### [Exercise objective]
Find the line with "spring rest length" in the entries below, then reproduce it and every line after it down to and including the line with "if self.source == id", exactly.

### [Data provided]

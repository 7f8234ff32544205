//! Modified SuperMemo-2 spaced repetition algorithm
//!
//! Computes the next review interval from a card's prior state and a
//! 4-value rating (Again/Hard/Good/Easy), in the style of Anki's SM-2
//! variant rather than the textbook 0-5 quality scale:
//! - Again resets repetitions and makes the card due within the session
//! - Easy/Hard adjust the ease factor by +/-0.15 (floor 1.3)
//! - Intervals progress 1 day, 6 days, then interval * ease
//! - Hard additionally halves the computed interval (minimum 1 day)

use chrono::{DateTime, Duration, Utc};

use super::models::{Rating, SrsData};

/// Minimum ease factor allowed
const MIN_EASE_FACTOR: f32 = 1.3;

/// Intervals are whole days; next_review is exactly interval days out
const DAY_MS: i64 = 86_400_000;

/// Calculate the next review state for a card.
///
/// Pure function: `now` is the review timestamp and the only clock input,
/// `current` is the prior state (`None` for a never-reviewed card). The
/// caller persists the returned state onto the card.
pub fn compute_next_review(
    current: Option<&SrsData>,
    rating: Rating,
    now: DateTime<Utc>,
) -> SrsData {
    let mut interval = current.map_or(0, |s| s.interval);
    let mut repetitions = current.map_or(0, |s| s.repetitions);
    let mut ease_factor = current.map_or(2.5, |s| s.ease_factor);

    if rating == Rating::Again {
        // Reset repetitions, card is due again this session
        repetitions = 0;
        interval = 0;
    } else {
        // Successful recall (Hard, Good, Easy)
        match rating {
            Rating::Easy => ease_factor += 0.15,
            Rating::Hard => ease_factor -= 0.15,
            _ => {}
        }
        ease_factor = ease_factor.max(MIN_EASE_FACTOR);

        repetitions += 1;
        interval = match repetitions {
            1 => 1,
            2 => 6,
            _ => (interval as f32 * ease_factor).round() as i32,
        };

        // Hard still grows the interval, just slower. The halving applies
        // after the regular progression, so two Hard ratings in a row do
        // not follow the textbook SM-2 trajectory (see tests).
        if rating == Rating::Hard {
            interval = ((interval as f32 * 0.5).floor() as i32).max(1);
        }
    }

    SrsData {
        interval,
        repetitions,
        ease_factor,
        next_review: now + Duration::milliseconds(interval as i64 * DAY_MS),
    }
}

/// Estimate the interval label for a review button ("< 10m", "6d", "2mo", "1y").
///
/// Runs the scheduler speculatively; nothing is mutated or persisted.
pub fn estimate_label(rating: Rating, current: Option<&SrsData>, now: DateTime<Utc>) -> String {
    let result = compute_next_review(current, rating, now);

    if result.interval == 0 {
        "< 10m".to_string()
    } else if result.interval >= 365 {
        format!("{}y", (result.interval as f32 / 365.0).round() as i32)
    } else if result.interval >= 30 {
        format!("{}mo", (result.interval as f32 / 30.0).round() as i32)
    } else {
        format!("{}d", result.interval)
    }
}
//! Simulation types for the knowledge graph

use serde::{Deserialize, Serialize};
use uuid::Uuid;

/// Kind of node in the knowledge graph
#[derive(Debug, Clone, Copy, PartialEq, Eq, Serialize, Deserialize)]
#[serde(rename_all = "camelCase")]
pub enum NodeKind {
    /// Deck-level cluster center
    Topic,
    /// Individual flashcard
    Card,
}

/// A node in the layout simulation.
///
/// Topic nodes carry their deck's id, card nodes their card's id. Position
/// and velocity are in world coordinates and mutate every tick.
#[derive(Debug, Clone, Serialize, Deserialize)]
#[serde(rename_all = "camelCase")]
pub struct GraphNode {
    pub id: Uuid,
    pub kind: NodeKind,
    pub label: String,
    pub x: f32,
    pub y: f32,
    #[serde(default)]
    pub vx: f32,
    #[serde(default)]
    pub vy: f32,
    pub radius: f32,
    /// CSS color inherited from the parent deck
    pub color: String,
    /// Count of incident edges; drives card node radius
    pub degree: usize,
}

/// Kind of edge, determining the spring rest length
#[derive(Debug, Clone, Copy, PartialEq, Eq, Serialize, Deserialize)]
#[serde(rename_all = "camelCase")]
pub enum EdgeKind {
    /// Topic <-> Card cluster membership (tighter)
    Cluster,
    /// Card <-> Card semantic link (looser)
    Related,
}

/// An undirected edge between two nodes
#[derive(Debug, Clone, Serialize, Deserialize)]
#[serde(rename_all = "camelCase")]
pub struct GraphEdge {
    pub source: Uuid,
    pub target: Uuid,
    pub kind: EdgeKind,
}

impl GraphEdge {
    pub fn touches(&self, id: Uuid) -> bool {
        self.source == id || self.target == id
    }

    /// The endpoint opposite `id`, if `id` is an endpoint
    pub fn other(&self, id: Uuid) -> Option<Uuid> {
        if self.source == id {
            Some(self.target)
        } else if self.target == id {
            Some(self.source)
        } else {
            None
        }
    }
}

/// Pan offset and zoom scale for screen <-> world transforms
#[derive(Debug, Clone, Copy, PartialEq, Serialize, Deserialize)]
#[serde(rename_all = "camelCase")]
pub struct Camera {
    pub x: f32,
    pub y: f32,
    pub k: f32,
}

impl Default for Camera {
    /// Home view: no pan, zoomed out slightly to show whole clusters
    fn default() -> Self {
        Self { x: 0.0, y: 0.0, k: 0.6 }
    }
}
--
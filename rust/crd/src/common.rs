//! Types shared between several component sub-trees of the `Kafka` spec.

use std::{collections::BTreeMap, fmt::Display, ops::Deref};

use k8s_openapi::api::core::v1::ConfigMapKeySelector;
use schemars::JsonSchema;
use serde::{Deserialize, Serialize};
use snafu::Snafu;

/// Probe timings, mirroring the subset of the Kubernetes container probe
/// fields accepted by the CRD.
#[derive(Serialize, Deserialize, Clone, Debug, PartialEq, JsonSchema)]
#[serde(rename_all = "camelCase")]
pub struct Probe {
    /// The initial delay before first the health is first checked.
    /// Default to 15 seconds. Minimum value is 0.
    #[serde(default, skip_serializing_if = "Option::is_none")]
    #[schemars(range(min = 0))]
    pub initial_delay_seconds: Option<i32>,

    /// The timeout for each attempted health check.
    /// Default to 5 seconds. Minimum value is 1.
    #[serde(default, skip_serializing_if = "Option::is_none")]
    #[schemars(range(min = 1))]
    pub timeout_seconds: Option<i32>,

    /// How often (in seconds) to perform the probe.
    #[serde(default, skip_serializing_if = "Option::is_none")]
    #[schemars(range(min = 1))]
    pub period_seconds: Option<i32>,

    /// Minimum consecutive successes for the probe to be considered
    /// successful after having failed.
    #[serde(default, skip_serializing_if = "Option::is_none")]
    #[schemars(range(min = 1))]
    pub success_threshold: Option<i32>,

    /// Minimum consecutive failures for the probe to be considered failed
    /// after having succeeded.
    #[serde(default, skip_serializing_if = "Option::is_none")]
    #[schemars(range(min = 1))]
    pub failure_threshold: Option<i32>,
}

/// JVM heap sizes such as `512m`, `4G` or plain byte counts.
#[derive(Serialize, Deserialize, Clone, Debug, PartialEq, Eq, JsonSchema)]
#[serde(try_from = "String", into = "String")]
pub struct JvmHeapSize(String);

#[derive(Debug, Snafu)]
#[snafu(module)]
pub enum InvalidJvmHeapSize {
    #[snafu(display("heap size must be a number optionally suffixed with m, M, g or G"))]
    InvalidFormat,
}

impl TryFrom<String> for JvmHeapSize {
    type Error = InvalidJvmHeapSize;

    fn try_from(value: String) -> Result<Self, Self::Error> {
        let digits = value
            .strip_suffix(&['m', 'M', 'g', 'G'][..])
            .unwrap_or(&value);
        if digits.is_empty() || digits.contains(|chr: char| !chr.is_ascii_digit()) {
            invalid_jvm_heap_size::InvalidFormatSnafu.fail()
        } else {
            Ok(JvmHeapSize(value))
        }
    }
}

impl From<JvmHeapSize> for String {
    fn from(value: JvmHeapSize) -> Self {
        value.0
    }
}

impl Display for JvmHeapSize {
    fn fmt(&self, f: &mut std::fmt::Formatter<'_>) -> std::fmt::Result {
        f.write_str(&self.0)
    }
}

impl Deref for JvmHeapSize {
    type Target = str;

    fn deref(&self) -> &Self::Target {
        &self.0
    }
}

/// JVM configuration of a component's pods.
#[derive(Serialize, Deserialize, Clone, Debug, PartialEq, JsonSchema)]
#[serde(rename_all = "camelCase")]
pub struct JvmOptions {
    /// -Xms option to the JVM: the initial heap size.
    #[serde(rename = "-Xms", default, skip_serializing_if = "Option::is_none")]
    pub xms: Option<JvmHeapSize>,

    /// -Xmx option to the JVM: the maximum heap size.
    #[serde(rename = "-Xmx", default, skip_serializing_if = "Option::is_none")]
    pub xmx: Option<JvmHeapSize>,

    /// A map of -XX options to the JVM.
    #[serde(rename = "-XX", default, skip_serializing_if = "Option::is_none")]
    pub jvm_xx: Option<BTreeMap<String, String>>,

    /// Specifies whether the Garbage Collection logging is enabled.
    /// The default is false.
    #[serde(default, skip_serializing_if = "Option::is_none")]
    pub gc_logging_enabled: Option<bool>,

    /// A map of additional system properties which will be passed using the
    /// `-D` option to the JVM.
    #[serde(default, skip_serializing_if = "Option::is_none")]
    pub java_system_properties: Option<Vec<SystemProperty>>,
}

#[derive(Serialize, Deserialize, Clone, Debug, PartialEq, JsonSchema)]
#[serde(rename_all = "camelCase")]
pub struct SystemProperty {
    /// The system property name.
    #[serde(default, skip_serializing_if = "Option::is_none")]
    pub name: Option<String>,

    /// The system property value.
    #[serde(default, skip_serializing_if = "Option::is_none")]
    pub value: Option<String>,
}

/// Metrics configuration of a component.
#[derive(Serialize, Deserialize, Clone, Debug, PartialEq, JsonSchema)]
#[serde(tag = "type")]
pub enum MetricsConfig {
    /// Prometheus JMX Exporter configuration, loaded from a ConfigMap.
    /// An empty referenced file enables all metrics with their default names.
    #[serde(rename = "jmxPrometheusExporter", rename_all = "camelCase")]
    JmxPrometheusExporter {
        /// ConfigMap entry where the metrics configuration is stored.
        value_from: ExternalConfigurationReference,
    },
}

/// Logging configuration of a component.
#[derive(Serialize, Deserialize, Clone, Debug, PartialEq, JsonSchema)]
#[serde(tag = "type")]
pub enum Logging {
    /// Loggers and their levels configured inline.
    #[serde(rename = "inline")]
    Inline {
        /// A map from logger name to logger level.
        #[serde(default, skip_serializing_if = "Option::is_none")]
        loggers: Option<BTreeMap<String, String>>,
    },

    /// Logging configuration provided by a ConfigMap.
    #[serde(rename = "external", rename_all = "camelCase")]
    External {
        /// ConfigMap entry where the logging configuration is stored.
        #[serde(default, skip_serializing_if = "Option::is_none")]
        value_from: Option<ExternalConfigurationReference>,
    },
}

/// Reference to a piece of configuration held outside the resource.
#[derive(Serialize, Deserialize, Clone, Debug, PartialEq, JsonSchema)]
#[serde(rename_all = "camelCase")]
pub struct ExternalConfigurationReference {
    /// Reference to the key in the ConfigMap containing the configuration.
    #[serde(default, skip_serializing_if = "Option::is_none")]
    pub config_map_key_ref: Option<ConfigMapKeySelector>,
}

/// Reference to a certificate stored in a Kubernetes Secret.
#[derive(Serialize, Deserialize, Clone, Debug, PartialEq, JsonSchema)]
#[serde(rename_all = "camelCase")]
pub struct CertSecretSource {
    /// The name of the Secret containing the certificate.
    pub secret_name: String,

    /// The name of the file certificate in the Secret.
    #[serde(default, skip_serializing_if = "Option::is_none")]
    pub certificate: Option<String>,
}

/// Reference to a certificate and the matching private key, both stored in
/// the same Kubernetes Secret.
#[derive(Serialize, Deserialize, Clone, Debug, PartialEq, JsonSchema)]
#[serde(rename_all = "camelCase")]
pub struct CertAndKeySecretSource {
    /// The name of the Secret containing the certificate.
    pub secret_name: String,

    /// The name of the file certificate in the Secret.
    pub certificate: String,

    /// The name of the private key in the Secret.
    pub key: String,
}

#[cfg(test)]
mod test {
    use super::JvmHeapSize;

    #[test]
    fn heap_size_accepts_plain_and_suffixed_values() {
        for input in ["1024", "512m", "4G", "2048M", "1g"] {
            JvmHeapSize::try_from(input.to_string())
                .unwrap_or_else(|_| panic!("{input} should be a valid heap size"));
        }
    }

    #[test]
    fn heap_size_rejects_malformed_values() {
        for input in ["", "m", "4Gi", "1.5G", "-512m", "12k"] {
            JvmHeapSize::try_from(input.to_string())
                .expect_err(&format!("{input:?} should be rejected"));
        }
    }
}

### [Solution to this problem]
/// Kind of edge, determining the spring rest length
#[derive(Debug, Clone, Copy, PartialEq, Eq, Serialize, Deserialize)]
#[serde(rename_all = "camelCase")]
pub enum EdgeKind {
    /// Topic <-> Card cluster membership (tighter)
    Cluster,
    /// Card <-> Card semantic link (looser)
    Related,
}

/// An undirected edge between two nodes
#[derive(Debug, Clone, Serialize, Deserialize)]
#[serde(rename_all = "camelCase")]
pub struct GraphEdge {
    pub source: Uuid,
    pub target: Uuid,
    pub kind: EdgeKind,
}

impl GraphEdge {
    pub fn touches(&self, id: Uuid) -> bool {
        self.source == id || self.target == id
    }

    /// The endpoint opposite `id`, if `id` is an endpoint
    pub fn other(&self, id: Uuid) -> Option<Uuid> {
        if self.source == id {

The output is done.